Burnt answered 2/5, 2012 at 13:34 Comment(16)

Haven't you asked this question before? (Honest question.) – Jut 2/5, 2012 at 13:35

Those are most definitely not ascii – Armond 2/5, 2012 at 13:35

If I had I wouldn't ask it again. – Burnt 2/5, 2012 at 13:36

Sorry, my bad, changed tags to "unicode" . – Burnt 2/5, 2012 at 13:37

try translating these using translate.google.com – End 2/5, 2012 at 13:38

@AshwiniChaudhary I have done this and what should be the expected output ? It didn't change much... – Gynophore 2/5, 2012 at 13:40

Why the closing votes? It's a programming-related question, as I want to know how to sanitize this type of input so the comment sections on my website will not be the 13 years old's playground... – Burnt 2/5, 2012 at 13:51

How can we sanitize this? -- Why? – Thirtythree 2/5, 2012 at 21:58

กิิิิิิิิิิิิิิิิิิิิ ก้้้้้้้้้้้้้้้้้้้้ ก็็็็็็็็็็็็็็็็็็็็ ก็็็็็็็็็็็็็็็็็็็็ กิิิิิิิิิิิิิิิิิิิิ ก้้้้้้้้้้้้้้้้้้้้ ก็็็็็็็็็็็็็็็็็็็็ กิิิิิิิิิิิิิิิิิิิิ ก้้้้้้้้้้้้้้้้้้้้ กิิิิิิิิิิิิิิิิิิิิ ก้้้้้้้้้้้้้้้้้้้้ ก็็็็็็็็็็็็็็็็็็็็ ก็็็็็็็็็็็็็็็็็็็็ กิิิิิิิิิิิิิิิิิิิิ ก้้้้้้้้้้้้้้้้้้้้ ก็็็็็็็็็็็็็็็็็็็็ กิิิิิิิิิิิิิิิ"so the comment sections on my website will not be the 13 years old's playground." Actually without sanitization one posting these characters can make the comment above it unreadable, which is not at all a pleasent user experience. – Burnt 2/5, 2012 at 22:21

Shouldn't we actually consider it a browser bug?

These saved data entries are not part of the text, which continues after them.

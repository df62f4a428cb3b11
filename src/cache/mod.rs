// Cache module for the stats fetch layer.
// A TTL envelope cache drives an external key-value store, with a disk fallback.

pub mod disk;
pub mod expiring;
pub mod store;

pub use disk::DiskStore;
pub use expiring::ExpiringCache;
pub use store::{KeyValueStore, MemoryStore, StoredEntry};
// Page-facing surfaces.
// DOM and chart collaborators, route classification, and the binder.

pub mod binder;
pub mod chart;
pub mod dom;
pub mod route;

pub use binder::{PageBinder, RefreshTicket};
pub use chart::{ChartRenderer, ChartSeries, LineChart};
pub use dom::{HostPage, NodeHandle, wait_for_element};
pub use route::{Route, classify};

In my opinion, the browser should enlarge the containing box so that all text including the accents fits in and doesn't overflow over/under another boxes – Exorcise 3/5, 2012 at 11:7

@pjotr It's definetly not a browser bug. If you want the characters not to overflow the containing box you can simply solve that with CSS (overflow:hidden;)... – Burnt 3/5, 2012 at 11:29

@Cristy: Great point about overflow: hidden. – Carlton 4/5, 2012 at 6:53

Another post about this particular display issue (just related, not a duplicate): What's the character encoding used? – Unparliamentary 4/5, 2012 at 20:29

Based on this answer: #7119615 It DOES look like it may be a browser problem, or even OS. There is a problem with Thai Unicode. – Chlorosis 14/3, 2013 at 23:5

Related: How does Zalgo text work? – Phyliciaphylis 28/1, 2014 at 1:43

As a note, it seems that stackoverflow fixed this issue with large unicode characters overlapping other text. – Burnt 14/10, 2017 at 10:44

What's up with these unicode characters?

That's a character with a series of combining characters. Because the combining characters in question want to go above the base character, they stack up (literally). For instance, the case of

ก้้้้้้้้้้้้้้้้้้้้

...it's an ก (Thai character ko kai) (U+0E01) followed by 20 copies of the Thai combining character mai tho (U+0E49).

How can we sanitize this?

You could pre-process the text and limit the number of combining characters that can be applied to a single character, but the effort may not be worth the reward. You'd need the data sheets for all the current characters so you'd know whether they were combining or what, and you'd need to be sure to allow at least a few because some languages are written with several diacritics on a single base. Now, if you want to limit comments to the Latin character set, that would be an easier range check, but of course that's only an option if you want to limit comments to just a few languages. More information, code sheets, etc. at unicode.org.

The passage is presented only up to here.